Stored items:
===

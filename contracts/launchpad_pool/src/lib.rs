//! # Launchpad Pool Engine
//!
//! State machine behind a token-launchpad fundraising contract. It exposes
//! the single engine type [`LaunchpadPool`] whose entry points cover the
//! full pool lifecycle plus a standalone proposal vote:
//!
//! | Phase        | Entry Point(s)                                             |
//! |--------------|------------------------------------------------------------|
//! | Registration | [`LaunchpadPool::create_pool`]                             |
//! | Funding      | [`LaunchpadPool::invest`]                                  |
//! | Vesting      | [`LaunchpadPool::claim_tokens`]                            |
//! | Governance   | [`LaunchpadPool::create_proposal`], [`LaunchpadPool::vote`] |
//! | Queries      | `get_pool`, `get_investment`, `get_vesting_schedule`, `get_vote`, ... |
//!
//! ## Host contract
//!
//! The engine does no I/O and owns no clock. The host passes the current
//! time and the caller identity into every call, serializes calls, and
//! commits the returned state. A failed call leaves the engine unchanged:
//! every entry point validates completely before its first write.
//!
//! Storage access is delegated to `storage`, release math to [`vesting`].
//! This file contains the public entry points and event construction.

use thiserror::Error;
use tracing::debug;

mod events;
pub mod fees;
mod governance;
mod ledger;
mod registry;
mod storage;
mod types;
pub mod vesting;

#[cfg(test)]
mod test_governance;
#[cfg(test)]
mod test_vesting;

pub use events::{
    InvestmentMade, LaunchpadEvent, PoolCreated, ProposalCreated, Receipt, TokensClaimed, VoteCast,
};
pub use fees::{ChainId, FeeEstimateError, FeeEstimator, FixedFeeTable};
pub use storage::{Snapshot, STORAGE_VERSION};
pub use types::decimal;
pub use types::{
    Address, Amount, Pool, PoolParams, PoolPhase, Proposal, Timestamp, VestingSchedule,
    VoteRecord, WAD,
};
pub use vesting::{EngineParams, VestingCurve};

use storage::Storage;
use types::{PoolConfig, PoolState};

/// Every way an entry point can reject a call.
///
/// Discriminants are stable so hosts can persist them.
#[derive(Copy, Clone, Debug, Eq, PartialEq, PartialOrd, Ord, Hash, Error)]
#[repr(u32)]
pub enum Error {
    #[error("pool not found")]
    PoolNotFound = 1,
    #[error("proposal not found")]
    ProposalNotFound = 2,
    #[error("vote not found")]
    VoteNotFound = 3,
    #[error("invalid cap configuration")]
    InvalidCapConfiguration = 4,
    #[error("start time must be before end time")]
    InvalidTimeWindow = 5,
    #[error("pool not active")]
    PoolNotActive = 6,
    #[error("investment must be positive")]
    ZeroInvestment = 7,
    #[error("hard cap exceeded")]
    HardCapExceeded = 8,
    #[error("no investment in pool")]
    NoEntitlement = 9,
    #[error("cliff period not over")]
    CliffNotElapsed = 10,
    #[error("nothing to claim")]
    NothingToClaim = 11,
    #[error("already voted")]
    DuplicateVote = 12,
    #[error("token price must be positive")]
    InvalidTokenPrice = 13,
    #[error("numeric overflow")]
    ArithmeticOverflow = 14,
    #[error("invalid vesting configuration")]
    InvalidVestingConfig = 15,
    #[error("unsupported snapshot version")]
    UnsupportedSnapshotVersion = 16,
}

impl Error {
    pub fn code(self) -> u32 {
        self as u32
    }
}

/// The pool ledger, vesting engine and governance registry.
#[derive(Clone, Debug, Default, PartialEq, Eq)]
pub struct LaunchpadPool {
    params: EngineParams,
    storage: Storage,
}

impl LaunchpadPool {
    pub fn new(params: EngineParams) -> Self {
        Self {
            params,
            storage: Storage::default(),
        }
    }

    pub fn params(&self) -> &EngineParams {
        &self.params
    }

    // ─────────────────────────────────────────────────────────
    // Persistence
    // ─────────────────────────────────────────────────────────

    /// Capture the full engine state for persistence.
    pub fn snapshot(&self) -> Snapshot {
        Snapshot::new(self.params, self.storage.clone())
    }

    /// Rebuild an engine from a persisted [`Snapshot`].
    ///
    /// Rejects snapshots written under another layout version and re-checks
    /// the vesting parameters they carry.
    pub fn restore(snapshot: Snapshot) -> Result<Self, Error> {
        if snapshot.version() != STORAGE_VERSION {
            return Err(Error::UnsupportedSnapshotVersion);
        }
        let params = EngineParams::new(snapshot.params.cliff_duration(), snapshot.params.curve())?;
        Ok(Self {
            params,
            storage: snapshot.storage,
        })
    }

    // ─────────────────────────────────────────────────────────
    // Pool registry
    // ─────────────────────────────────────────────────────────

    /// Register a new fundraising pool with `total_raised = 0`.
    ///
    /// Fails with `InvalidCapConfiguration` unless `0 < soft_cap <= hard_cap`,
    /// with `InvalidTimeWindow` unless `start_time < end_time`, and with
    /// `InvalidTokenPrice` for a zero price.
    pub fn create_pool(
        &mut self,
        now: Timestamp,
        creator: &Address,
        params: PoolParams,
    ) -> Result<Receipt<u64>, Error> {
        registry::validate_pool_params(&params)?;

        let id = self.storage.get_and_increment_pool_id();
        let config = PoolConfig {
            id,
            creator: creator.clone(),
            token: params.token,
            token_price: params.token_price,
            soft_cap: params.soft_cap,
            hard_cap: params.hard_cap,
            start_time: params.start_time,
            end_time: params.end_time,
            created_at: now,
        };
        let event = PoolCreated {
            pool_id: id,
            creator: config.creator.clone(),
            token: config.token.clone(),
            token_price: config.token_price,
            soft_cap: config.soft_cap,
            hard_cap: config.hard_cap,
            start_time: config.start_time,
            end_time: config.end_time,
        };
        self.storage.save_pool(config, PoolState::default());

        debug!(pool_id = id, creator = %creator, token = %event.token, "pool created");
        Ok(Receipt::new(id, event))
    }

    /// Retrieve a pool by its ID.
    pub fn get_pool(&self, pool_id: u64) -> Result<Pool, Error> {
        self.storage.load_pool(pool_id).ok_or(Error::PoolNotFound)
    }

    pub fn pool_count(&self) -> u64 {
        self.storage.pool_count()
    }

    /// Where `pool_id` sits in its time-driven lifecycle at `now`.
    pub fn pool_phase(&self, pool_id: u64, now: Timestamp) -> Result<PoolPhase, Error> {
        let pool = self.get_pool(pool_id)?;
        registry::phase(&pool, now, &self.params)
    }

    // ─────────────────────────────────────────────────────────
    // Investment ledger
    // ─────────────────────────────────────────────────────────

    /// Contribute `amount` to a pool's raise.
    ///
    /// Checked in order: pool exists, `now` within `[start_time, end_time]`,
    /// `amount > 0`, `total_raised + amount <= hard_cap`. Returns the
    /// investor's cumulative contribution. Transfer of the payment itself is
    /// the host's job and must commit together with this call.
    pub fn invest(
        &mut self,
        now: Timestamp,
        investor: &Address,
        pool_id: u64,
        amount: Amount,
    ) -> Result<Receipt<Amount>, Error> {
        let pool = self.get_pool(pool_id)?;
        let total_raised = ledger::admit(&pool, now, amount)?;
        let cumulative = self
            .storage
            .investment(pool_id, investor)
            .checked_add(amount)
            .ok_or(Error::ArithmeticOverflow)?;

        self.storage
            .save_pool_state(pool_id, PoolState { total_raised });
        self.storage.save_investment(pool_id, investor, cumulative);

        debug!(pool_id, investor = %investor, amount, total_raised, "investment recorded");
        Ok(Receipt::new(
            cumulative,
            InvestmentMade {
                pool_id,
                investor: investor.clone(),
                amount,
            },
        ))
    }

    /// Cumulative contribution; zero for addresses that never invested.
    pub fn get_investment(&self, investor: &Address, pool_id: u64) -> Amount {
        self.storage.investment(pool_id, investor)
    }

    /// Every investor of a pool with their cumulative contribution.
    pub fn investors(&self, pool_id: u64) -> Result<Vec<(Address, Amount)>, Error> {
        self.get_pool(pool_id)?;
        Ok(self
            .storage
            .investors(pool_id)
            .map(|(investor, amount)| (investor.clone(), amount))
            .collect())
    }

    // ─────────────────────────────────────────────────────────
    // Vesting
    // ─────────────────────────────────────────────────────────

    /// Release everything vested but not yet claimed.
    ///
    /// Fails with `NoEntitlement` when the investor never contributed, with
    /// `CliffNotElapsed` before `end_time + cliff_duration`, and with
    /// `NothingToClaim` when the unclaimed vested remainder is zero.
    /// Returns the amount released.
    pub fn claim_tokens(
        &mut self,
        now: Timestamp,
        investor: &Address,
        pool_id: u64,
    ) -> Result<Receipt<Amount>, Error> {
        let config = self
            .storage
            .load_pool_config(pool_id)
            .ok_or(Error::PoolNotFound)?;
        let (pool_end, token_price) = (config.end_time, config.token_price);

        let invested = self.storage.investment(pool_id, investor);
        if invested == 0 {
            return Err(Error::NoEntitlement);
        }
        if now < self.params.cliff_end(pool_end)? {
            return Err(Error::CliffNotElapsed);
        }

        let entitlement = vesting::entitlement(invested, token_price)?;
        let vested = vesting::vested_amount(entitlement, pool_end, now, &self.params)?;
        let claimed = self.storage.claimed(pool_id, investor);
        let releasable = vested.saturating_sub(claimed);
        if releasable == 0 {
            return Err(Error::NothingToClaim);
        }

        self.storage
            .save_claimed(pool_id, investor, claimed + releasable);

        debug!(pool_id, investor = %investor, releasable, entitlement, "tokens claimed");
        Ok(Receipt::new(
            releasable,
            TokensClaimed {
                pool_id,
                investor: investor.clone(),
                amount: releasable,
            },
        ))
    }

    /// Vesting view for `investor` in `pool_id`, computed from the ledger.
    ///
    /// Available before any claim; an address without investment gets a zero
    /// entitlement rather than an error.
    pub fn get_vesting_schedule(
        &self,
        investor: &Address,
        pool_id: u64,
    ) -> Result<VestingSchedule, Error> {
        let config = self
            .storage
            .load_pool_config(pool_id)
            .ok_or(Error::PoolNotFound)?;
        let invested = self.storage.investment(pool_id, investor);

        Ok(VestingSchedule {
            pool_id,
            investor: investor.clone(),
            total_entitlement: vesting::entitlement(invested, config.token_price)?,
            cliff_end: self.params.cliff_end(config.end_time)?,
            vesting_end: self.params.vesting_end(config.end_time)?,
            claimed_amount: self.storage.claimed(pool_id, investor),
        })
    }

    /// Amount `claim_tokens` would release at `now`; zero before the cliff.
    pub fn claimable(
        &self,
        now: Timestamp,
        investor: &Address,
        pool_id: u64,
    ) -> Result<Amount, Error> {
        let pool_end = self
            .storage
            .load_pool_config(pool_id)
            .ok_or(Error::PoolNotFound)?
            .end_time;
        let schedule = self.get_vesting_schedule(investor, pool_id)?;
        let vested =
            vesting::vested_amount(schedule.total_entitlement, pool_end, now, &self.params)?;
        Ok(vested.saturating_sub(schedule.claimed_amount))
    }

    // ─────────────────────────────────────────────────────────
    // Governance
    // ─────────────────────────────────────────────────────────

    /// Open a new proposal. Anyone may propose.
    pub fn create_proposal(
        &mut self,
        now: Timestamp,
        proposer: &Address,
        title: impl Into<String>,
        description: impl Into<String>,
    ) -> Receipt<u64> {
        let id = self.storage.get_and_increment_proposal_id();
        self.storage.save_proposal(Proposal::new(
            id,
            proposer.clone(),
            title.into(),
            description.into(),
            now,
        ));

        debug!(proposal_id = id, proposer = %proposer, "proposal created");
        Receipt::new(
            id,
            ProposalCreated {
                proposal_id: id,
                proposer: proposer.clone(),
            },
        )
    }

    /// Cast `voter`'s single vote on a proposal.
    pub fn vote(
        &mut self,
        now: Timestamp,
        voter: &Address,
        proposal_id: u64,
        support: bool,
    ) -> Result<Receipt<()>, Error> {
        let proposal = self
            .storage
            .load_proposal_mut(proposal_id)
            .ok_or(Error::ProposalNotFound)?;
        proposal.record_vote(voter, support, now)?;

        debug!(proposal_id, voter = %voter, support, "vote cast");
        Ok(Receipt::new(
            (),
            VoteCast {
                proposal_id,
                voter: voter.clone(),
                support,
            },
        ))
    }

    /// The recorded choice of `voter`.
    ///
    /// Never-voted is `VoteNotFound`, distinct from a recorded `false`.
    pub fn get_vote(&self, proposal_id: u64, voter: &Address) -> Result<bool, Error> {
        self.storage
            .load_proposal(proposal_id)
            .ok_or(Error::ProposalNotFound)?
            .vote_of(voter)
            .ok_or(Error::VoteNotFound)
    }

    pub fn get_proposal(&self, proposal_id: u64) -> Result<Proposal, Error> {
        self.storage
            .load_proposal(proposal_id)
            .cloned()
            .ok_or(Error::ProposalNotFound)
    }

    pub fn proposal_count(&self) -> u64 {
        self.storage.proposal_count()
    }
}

===

Return, with no change at all, every line in the entries above from the line containing "never contributed, with" through the line containing "if invested == 0".

**Finished task:**
    /// Fails with `NoEntitlement` when the investor never contributed, with
    /// `CliffNotElapsed` before `end_time + cliff_duration`, and with
    /// `NothingToClaim` when the unclaimed vested remainder is zero.
    /// Returns the amount released.
    pub fn claim_tokens(
        &mut self,
        now: Timestamp,
        investor: &Address,
        pool_id: u64,
    ) -> Result<Receipt<Amount>, Error> {
        let config = self
            .storage
            .load_pool_config(pool_id)
            .ok_or(Error::PoolNotFound)?;
        let (pool_end, token_price) = (config.end_time, config.token_price);

        let invested = self.storage.investment(pool_id, investor);
        if invested == 0 {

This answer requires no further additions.